_What to produce_: In the material below, find how many lines contain the string "manifests". Write only that number.

───── Data ─────

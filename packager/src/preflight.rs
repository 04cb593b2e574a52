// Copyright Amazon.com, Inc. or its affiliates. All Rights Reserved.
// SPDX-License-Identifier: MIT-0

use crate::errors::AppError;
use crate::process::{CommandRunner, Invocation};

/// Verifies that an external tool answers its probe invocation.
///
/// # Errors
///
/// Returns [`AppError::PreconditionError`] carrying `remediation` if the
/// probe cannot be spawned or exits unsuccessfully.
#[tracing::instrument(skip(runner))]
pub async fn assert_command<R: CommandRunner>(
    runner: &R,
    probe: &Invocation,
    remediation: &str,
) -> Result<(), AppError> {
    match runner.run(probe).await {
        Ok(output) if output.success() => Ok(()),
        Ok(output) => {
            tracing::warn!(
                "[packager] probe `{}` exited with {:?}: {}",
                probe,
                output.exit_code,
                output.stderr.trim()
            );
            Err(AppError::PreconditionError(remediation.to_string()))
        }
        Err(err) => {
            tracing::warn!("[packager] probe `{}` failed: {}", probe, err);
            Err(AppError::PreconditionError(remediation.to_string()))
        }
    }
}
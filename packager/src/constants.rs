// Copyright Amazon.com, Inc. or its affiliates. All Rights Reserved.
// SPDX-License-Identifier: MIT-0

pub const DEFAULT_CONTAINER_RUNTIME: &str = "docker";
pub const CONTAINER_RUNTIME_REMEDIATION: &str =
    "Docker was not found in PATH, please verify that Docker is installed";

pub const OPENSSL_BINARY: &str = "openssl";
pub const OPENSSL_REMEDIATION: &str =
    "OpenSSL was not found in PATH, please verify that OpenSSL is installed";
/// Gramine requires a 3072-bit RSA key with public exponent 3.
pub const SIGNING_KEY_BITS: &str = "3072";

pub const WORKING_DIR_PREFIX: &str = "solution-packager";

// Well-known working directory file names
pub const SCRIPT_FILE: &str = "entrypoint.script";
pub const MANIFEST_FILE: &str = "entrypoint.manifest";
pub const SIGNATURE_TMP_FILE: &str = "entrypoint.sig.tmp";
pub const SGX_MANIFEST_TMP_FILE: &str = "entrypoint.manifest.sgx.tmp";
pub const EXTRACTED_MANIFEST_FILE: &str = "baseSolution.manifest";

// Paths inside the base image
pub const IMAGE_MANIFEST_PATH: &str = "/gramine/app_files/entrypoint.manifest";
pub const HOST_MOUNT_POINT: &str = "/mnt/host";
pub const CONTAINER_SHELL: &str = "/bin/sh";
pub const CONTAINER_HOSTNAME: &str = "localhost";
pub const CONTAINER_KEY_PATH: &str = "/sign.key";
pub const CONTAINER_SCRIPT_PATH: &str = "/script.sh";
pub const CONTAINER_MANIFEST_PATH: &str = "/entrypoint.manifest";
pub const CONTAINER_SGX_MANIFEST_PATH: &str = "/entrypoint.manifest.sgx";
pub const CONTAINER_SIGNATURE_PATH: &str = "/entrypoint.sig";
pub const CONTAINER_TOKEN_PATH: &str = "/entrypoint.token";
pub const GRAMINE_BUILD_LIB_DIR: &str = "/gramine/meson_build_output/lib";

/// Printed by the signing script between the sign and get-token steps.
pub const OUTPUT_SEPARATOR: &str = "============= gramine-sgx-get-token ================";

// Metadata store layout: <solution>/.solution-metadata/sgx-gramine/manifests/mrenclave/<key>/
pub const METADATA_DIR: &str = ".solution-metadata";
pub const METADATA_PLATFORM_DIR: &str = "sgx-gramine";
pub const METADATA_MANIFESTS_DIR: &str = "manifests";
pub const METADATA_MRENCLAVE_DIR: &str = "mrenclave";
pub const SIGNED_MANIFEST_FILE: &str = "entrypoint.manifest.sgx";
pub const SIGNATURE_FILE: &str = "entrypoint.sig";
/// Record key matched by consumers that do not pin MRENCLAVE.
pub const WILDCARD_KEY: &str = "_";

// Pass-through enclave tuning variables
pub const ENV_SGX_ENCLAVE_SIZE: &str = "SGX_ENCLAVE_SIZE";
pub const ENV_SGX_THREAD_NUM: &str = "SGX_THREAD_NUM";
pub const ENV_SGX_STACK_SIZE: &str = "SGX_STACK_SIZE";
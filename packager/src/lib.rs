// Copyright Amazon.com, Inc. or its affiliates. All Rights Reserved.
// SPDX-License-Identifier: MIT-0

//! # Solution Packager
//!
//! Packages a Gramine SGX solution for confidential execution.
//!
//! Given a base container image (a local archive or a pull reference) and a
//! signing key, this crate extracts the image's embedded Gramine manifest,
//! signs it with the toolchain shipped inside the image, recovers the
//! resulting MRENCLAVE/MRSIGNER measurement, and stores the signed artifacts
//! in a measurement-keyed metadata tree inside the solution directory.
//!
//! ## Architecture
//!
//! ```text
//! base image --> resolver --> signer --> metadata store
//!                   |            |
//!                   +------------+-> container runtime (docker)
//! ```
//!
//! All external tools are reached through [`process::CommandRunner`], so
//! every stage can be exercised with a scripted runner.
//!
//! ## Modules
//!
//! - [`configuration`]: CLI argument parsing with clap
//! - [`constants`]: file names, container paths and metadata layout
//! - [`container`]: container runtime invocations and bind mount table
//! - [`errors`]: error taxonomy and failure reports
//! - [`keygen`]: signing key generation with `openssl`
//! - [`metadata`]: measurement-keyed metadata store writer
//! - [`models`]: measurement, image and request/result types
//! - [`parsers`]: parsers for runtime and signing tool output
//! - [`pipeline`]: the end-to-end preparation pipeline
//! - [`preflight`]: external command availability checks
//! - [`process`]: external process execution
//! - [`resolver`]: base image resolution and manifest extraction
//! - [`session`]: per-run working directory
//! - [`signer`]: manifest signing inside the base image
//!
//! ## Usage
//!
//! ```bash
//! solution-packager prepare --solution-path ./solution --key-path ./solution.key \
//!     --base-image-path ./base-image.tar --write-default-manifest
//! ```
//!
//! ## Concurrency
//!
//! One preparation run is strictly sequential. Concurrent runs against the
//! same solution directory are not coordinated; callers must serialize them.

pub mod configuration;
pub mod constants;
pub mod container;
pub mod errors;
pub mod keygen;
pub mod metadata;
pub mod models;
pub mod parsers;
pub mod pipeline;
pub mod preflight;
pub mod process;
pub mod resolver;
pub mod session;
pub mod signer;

─────

_Problem solution_: 2